Perícia realizada pelo Instituto de Criminalística (IC) de Bauru não encontrou nenhuma imagem que possa ser utilizada como prova em três HDs (hard disk, o disco rígido) de computadores apreendidos na casa do advogado bauruense Sandro Fernandes, acusado de molestar quatro pessoas de sua família e uma ex-funcionária de sua casa.
A informação extraoficial foi obtida ontem pela reportagem do JC, que ainda apurou não ter sido possível a análise em um dos HDs dos três gabinetes (CPUs, Unidades Centrais de Processamento) recolhidos pela investigação. Neste caso, a busca por imagens relacionadas a pedofilia não pôde ser concluída por este estar "danificado".

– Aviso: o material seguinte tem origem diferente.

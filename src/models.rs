use std::path::PathBuf;

use serde::{Deserialize, Serialize};

/// Rich in-memory status of a tracked update.
#[derive(Serialize, Clone, Copy, Debug, PartialEq, Eq)]
#[serde(rename_all = "snake_case")]
pub enum UpdateStatus {
    Unknown,
    Starting,
    Downloading,
    Paused,
    DownloadError,
    Verifying,
    VerificationFailed,
    Verified,
    Installing,
    Installed,
    InstallationFailed,
    InstallationCancelled,
    InstallationSuspended,
}

/// Coarse durable status. This is the single source of truth consulted on
/// cold start; it carries only what is needed to resume correctly.
#[derive(Clone, Copy, Debug, PartialEq, Eq)]
pub enum PersistentStatus {
    Unknown,
    Incomplete,
    Verified,
    InstallingUpdate,
}

impl PersistentStatus {
    pub fn as_str(self) -> &'static str {
        match self {
            PersistentStatus::Unknown => "unknown",
            PersistentStatus::Incomplete => "incomplete",
            PersistentStatus::Verified => "verified",
            PersistentStatus::InstallingUpdate => "installing_update",
        }
    }

    pub fn parse(value: &str) -> Self {
        match value {
            "incomplete" => PersistentStatus::Incomplete,
            "verified" => PersistentStatus::Verified,
            "installing_update" => PersistentStatus::InstallingUpdate,
            _ => PersistentStatus::Unknown,
        }
    }
}

impl UpdateStatus {
    /// Coarse durable status this rich status maps to.
    pub fn persistent(self) -> PersistentStatus {
        match self {
            UpdateStatus::Starting | UpdateStatus::Downloading | UpdateStatus::Paused => {
                PersistentStatus::Incomplete
            }
            UpdateStatus::Verified => PersistentStatus::Verified,
            UpdateStatus::Installing | UpdateStatus::InstallationSuspended => {
                PersistentStatus::InstallingUpdate
            }
            _ => PersistentStatus::Unknown,
        }
    }
}

#[derive(Serialize, Deserialize, Clone, Debug, Default)]
pub struct Maintainer {
    pub name: String,
    #[serde(default)]
    pub username: String,
}

/// One entry of the update feed, as served.
#[derive(Deserialize, Clone, Debug)]
pub struct UpdateDescriptor {
    pub id: String,
    pub filename: String,
    pub size: u64,
    pub datetime: i64,
    pub version: String,
    pub filehash: String,
    pub url: String,
    #[serde(default)]
    pub donate_url: String,
    #[serde(default)]
    pub forum_url: String,
    #[serde(default)]
    pub website_url: String,
    #[serde(default)]
    pub news_url: String,
    #[serde(default)]
    pub maintainers: Vec<Maintainer>,
}

/// A tracked update: immutable descriptor fields plus the runtime state the
/// orchestrator mutates as the update moves through its lifecycle.
#[derive(Serialize, Clone, Debug)]
pub struct UpdateRecord {
    pub download_id: String,
    pub name: String,
    pub version: String,
    pub timestamp: i64,
    pub download_url: String,
    pub expected_hash: String,
    pub declared_size: u64,
    pub donate_url: String,
    pub forum_url: String,
    pub website_url: String,
    pub news_url: String,
    pub maintainers: Vec<Maintainer>,

    pub status: UpdateStatus,
    #[serde(skip)]
    pub persistent_status: PersistentStatus,
    pub local_file_path: Option<PathBuf>,
    pub bytes_expected: u64,
    pub progress_percent: i32,
    pub eta_seconds: u64,
    pub speed_bytes_per_sec: u64,
    pub install_progress_percent: i32,
    pub is_finalizing: bool,
    pub available_online: bool,
}

impl UpdateRecord {
    pub fn from_descriptor(descriptor: &UpdateDescriptor, available_online: bool) -> Self {
        Self {
            download_id: descriptor.id.clone(),
            name: descriptor.filename.clone(),
            version: descriptor.version.clone(),
            timestamp: descriptor.datetime,
            download_url: descriptor.url.clone(),
            expected_hash: descriptor.filehash.clone(),
            declared_size: descriptor.size,
            donate_url: descriptor.donate_url.clone(),
            forum_url: descriptor.forum_url.clone(),
            website_url: descriptor.website_url.clone(),
            news_url: descriptor.news_url.clone(),
            maintainers: descriptor.maintainers.clone(),
            status: UpdateStatus::Unknown,
            persistent_status: PersistentStatus::Unknown,
            local_file_path: None,
            bytes_expected: descriptor.size,
            progress_percent: 0,
            eta_seconds: 0,
            speed_bytes_per_sec: 0,
            install_progress_percent: 0,
            is_finalizing: false,
            available_online,
        }
    }

    /// Merge the descriptor-level fields that may legitimately change while
    /// a transfer is in flight. Runtime state is left untouched.
    pub fn merge_descriptor(&mut self, descriptor: &UpdateDescriptor, available_online: bool) {
        self.download_url = descriptor.url.clone();
        self.available_online = available_online;
    }

    pub fn set_progress(&mut self, percent: i32) {
        self.progress_percent = percent.clamp(0, 100);
    }

    /// Reset every runtime field back to a fresh, untracked state. The
    /// descriptor fields survive so the record can reappear if re-offered.
    pub fn reset_runtime(&mut self) {
        self.status = UpdateStatus::Unknown;
        self.persistent_status = PersistentStatus::Unknown;
        self.local_file_path = None;
        self.bytes_expected = self.declared_size;
        self.progress_percent = 0;
        self.eta_seconds = 0;
        self.speed_bytes_per_sec = 0;
        self.install_progress_percent = 0;
        self.is_finalizing = false;
    }

    /// A candidate is compatible when it is not older than the running build.
    pub fn is_compatible(&self, build_version: &str, build_timestamp: i64) -> bool {
        self.version.as_str() >= build_version && self.timestamp > build_timestamp
    }

    /// Installable means compatible and built for the running version line.
    pub fn can_install(&self, build_version: &str, build_timestamp: i64) -> bool {
        self.timestamp > build_timestamp && self.version.eq_ignore_ascii_case(build_version)
    }
}

#[derive(Clone, Copy, Debug, PartialEq, Eq)]
pub enum StatusFix {
    Valid,
    Invalid,
}

/// Restore the status invariants of a (re)loaded record. If the durable
/// status claims a backing file that no longer exists, the record is forced
/// back to `Unknown`. Otherwise the progress is recomputed from the actual
/// file length so a resumed listener reflects reality immediately.
pub fn fix_status(record: &mut UpdateRecord, file_len: Option<u64>) -> StatusFix {
    match record.persistent_status {
        PersistentStatus::Verified | PersistentStatus::Incomplete if file_len.is_none() => {
            record.status = UpdateStatus::Unknown;
            record.persistent_status = PersistentStatus::Unknown;
            record.progress_percent = 0;
            record.local_file_path = None;
            StatusFix::Invalid
        }
        _ => {
            if record.declared_size > 0 {
                if let Some(len) = file_len {
                    let percent = len.saturating_mul(100) / record.declared_size;
                    record.set_progress(percent.min(100) as i32);
                }
            }
            StatusFix::Valid
        }
    }
}

#[cfg(test)]
mod tests {
    use super::*;

    fn descriptor() -> UpdateDescriptor {
        serde_json::from_str(
            r#"{
                "id": "u1",
                "filename": "ota-2024.zip",
                "size": 1000,
                "datetime": 170000000,
                "version": "12",
                "filehash": "abc",
                "url": "https://example.com/ota-2024.zip"
            }"#,
        )
        .expect("parse descriptor")
    }

    #[test]
    fn descriptor_optionals_default_to_empty() {
        let parsed = descriptor();
        assert_eq!(parsed.donate_url, "");
        assert_eq!(parsed.news_url, "");
        assert!(parsed.maintainers.is_empty());
    }

    #[test]
    fn status_maps_to_coarse_persistent_status() {
        assert_eq!(
            UpdateStatus::Downloading.persistent(),
            PersistentStatus::Incomplete
        );
        assert_eq!(UpdateStatus::Paused.persistent(), PersistentStatus::Incomplete);
        assert_eq!(UpdateStatus::Verified.persistent(), PersistentStatus::Verified);
        assert_eq!(
            UpdateStatus::InstallationSuspended.persistent(),
            PersistentStatus::InstallingUpdate
        );
        assert_eq!(UpdateStatus::Installed.persistent(), PersistentStatus::Unknown);
    }

    #[test]
    fn persistent_status_round_trips_through_storage_form() {
        for status in [
            PersistentStatus::Unknown,
            PersistentStatus::Incomplete,
            PersistentStatus::Verified,
            PersistentStatus::InstallingUpdate,
        ] {
            assert_eq!(PersistentStatus::parse(status.as_str()), status);
        }
        assert_eq!(PersistentStatus::parse("garbage"), PersistentStatus::Unknown);
    }

    #[test]
    fn fix_status_invalidates_stale_persisted_state() {
        let mut record = UpdateRecord::from_descriptor(&descriptor(), true);
        record.persistent_status = PersistentStatus::Verified;
        record.status = UpdateStatus::Verified;
        record.local_file_path = Some("/nonexistent/ota-2024.zip".into());

        assert_eq!(fix_status(&mut record, None), StatusFix::Invalid);
        assert_eq!(record.status, UpdateStatus::Unknown);
        assert_eq!(record.persistent_status, PersistentStatus::Unknown);
    }

    #[test]
    fn fix_status_recomputes_progress_from_file_length() {
        let mut record = UpdateRecord::from_descriptor(&descriptor(), true);
        record.persistent_status = PersistentStatus::Incomplete;

        assert_eq!(fix_status(&mut record, Some(250)), StatusFix::Valid);
        assert_eq!(record.progress_percent, 25);

        assert_eq!(fix_status(&mut record, Some(5000)), StatusFix::Valid);
        assert_eq!(record.progress_percent, 100);
    }

    #[test]
    fn compatibility_requires_newer_timestamp() {
        let mut record = UpdateRecord::from_descriptor(&descriptor(), true);
        assert!(record.is_compatible("12", 160000000));
        assert!(!record.is_compatible("12", 170000000));
        assert!(!record.is_compatible("13", 160000000));
        record.version = "13".to_string();
        assert!(record.is_compatible("12", 160000000));
        assert!(!record.can_install("12", 160000000));
        assert!(record.can_install("13", 160000000));
    }
}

Ao todo, quatro discos de armazenamento de dados (HDs) foram verificados pela perícia. Conforme já noticiado pelo JC, a primeira "memória" analisada foi a de um laptop de Sandro Fernandes. Segundo apurou a reportagem, o primeiro laudo foi encaminhado à delegada Priscila Bianchini de Assunção Alferes, da Delegacia de Defesa da Mulher (DDM), que teria pedido nova consulta, desta vez para resgatar a data da última formatação do HD.
Informações extraoficiais dão conta de que o sistema operacional (Windows) deste computador foi reinstalado no dia 5 de janeiro de 2010, mais de 1 ano e oito meses antes das acusações serem formalizadas pelas supostas vítimas.
Diretor do IC, José Carlos Fioretti não antecipa oficialmente o laudo dos 3 HDs elaborado pela perícia, uma vez que o caso segue sob segredo de Justiça. "Acredito que devemos entregar (o laudo) na próxima semana, quando encaminharemos à DDM e, posteriormente, ao Judiciário, junto com o inquérito. Estamos fazendo nossa parte e esperamos ajudar ao máximo no que pudermos", diz. A reportagem procurou a delegada Priscila Alferes para comentar o caso, mas ela não atendeu as ligações ontem.
O caso
Sandro Fernandes, 45 anos, é acusado de molestar sexualmente quatro familiares, sendo três jovens que à época dos supostos crimes tinham entre 8 e 16 anos e um menino de 9 anos. Sua esposa, Fernanda Fernandes, 40, é acusada de coautoria por haver suspeita de que tenha sido conivente com os abusos. Uma quinta pessoa, ex-funcionária da residência do casal, também se diz vítima.
No dia 30 de setembro, após mais de 6 horas de depoimento na DDM, Sandro e Fernanda tiveram a prisão preventiva decretada. Sandro segue na cadeia pública de Barra Bonita, e sua esposa na cadeia feminina de Avaí.
Defesa
Em contato ontem à noite com a reportagem, o advogado de defesa do casal, Hélio Marcos Pereira Junior, afirmou que ainda aguarda a decisão do Tribunal de Justiça (TJ) em relação ao pedido de habeas corpus de Sandro e Fernanda. "Não me assustaria se essa decisão não saísse nesta semana. Seria mais uma amostra da morosidade do Judiciário brasileiro", diz.
Sobre as investigações da perícia nos computadores apreendidos, o advogado mostrou mais uma vez estar confiante e voltou a defender a inocência do casal. "Acreditamos na seriedade do Instituto de Criminalística do Estado e sabemos que, se não houver nenhuma prova plantada, nada será encontrado que possa incriminá-los".